Strona główna Social & Media Zrzuty ekranów z Facebooka nielegalne

Zrzuty ekranów z Facebooka nielegalne

5
Zrzuty ekranów z Facebooka nielegalne

Myli się ten, kto sądzi, że umieszczenie w Internecie zrzutów ekranowych z Facebooka jest legalne. Będzie dopiero wtedy, jeśli otrzymamy pisemną zgodę od serwisu. Absurd?

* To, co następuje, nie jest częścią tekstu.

fn main() {
  mindful_moments_lib::run()
}
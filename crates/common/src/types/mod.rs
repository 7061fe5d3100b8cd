use serde::Serialize;

/// Body returned by `GET /health` on every service.
#[derive(Serialize, Debug, Clone, Copy, PartialEq, Eq)]
pub struct Health {
    pub status: &'static str,
}

impl Health {
    pub fn ok() -> Self {
        Self { status: "ok" }
    }
}
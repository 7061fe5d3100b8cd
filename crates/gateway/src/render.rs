//! HTML views. Everything interpolated from a term goes through `escape`.

use service::graph::TermGraph;
use service::Term;

const STYLE: &str = r#"
    body{font-family:system-ui, -apple-system, Segoe UI, Roboto, Arial; margin: 40px; max-width: 960px;}
    .term{padding: 12px 0; border-bottom: 1px solid #eee;}
    code{background:#f6f8fa; padding:2px 4px; border-radius:4px;}
    a{text-decoration:none;}
    a:hover{text-decoration:underline;}
    .tags{color:#666; font-size: 0.9em;}
    input{padding:8px; width: min(420px, 90%);}
    button{padding:8px 12px;}
    pre{background:#f6f8fa; padding:12px; border-radius:8px; overflow:auto;}
"#;

pub fn escape(raw: &str) -> String {
    let mut out = String::with_capacity(raw.len());
    for c in raw.chars() {
        match c {
            '&' => out.push_str("&amp;"),
            '<' => out.push_str("&lt;"),
            '>' => out.push_str("&gt;"),
            '"' => out.push_str("&quot;"),
            '\'' => out.push_str("&#39;"),
            _ => out.push(c),
        }
    }
    out
}

/// Shared page shell with the nav bar.
pub fn page(title: &str, body: &str) -> String {
    let title = escape(title);
    format!(
        r#"<!doctype html>
<html lang="en">
<head>
  <meta charset="utf-8" />
  <meta name="viewport" content="width=device-width, initial-scale=1" />
  <title>{title}</title>
  <style>{STYLE}</style>
</head>
<body>
  <h1>{title}</h1>
  <p><a href="/">Home</a> · <a href="/api/terms">API</a> · <a href="/graph">Graph</a></p>
  {body}
</body>
</html>"#
    )
}

fn search_form(q: &str) -> String {
    format!(
        r#"
<form method="get" action="/" style="margin: 16px 0 24px 0;">
  <input name="q" placeholder="Search terms and definitions..." value="{}" />
  <button type="submit">Search</button>
</form>
"#,
        escape(q)
    )
}

/// Home page: search form followed by one row per term.
pub fn term_list(terms: &[Term], q: &str) -> String {
    let mut body = search_form(q);
    if terms.is_empty() {
        body.push_str("<p>No terms found.</p>");
    }
    for t in terms {
        body.push_str(&format!(
            "<div class='term'><div><a href='/term/{id}'><b>{name}</b></a></div><div class='tags'>{tags}</div></div>",
            id = escape(&t.id),
            name = escape(&t.term),
            tags = escape(&t.tags.join(", ")),
        ));
    }
    body.push_str("<p style='margin-top:20px; color:#666'>Tip: open /api/terms for the JSON view.</p>");
    body
}

fn list_or_dash(items: Vec<String>) -> String {
    if items.is_empty() {
        "<li>—</li>".to_string()
    } else {
        items.concat()
    }
}

pub fn term_detail(t: &Term) -> String {
    let tags = if t.tags.is_empty() { "—".to_string() } else { escape(&t.tags.join(", ")) };
    let sources = t
        .sources
        .iter()
        .map(|s| {
            let s = escape(s);
            format!("<li><a href='{s}' target='_blank' rel='noreferrer'>{s}</a></li>")
        })
        .collect();
    let related = t
        .related_ids
        .iter()
        .map(|rid| {
            let rid = escape(rid);
            format!("<li><a href='/term/{rid}'><code>{rid}</code></a></li>")
        })
        .collect();

    format!(
        r#"
<div class='term'>
  <h2>{name}</h2>
  <p>{definition}</p>
  <p class='tags'><b>Tags:</b> {tags}</p>
  <h3>Sources</h3>
  <ul>{sources}</ul>
  <h3>Related terms (IDs)</h3>
  <ul>{related}</ul>
</div>
"#,
        name = escape(&t.term),
        definition = escape(&t.definition),
        sources = list_or_dash(sources),
        related = list_or_dash(related),
    )
}

/// Plain-text edge list, one `from -> to [label]` per line.
pub fn graph_text(graph: &TermGraph) -> String {
    let edges: Vec<String> = graph
        .edges
        .iter()
        .map(|e| format!("{} -> {} [{}]", escape(&e.from_id), escape(&e.to_id), escape(&e.label)))
        .collect();
    let text = if edges.is_empty() { "(no relations yet)".to_string() } else { edges.join("\n") };
    format!(
        "\n<p>Text rendering of the term graph ({} terms, {} relations).</p>\n<pre>{}</pre>\n",
        graph.nodes.len(),
        graph.edges.len(),
        text
    )
}

#[cfg(test)]
mod tests {
    use super::*;

    #[test]
    fn escape_covers_markup_characters() {
        assert_eq!(escape(r#"<a href="x">'&'</a>"#), "&lt;a href=&quot;x&quot;&gt;&#39;&amp;&#39;&lt;/a&gt;");
        assert_eq!(escape("Гидратация"), "Гидратация");
    }

    #[test]
    fn detail_escapes_and_uses_dashes_for_empty_lists() {
        let t = Term::new("<script>", "a & b").with_id("x1");
        let html = term_detail(&t);
        assert!(html.contains("&lt;script&gt;"));
        assert!(html.contains("a &amp; b"));
        assert_eq!(html.matches("<li>—</li>").count(), 2);
    }

    #[test]
    fn list_prefills_search_box() {
        let html = term_list(&[], "shadow \"dom\"");
        assert!(html.contains("value=\"shadow &quot;dom&quot;\""));
        assert!(html.contains("No terms found."));
    }
}
use std::io;
use tracing_subscriber::{fmt, EnvFilter};

/// Initialize tracing subscriber with sensible defaults and stdout writer.
/// - Respects `RUST_LOG` if set
/// - Falls back to `info,tower_http=info,axum=info`
/// - Writes to stdout to improve visibility in environments that hide stderr
pub fn init_logging_default() {
    let env_filter = EnvFilter::try_from_default_env()
        .unwrap_or_else(|_| EnvFilter::new("info,tower_http=info,axum=info"));
    let _ = fmt()
        .with_env_filter(env_filter)
        .with_target(false)
        .compact()
        .with_writer(io::stdout)
        .try_init();
}

/// Initialize tracing subscriber with JSON structured output.
/// - Respects `RUST_LOG` if set, defaults to `info`
/// - Emits structured JSON logs for better machine parsing
/// - Writes to stdout for consistent container logging behavior
pub fn init_logging_json() {
    // gateway::routes logs every upstream call at debug; RUST_LOG=info,gateway::client=trace for more
    let env_filter = EnvFilter::try_from_default_env()
        .unwrap_or_else(|_| EnvFilter::new("info,gateway::routes=debug"));
    let _ = fmt()
        .with_env_filter(env_filter)
        .with_target(false)
        .json()
        .with_writer(io::stdout)
        .try_init();
}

Absurdalne wg mnie tylko z jednego powodu: na ile Facebook jest w stanie globalnie egzekwować takie wytyczne? Spójrzmy trzeźwo prawdzie w oczy. Po co tworzyć zapisy, które są kompletnie martwe? Znacie kogoś, kto wysyłał prośbę o zgodę na wykorzystanie zrzutu ekranowego Facebooka?

Ta sytuacja do złudzenia przypomina mi działalność karteli narkotykowych w buszach Ameryki Południowej. Niby korzystają z dobrodziejstw swojego państwa, ale i tak nie przestrzegają prawa. Bo kontrola i eliminowanie ich w gęstych, znanych przez nich od podszewki lasach, jest praktycznie niemożliwa.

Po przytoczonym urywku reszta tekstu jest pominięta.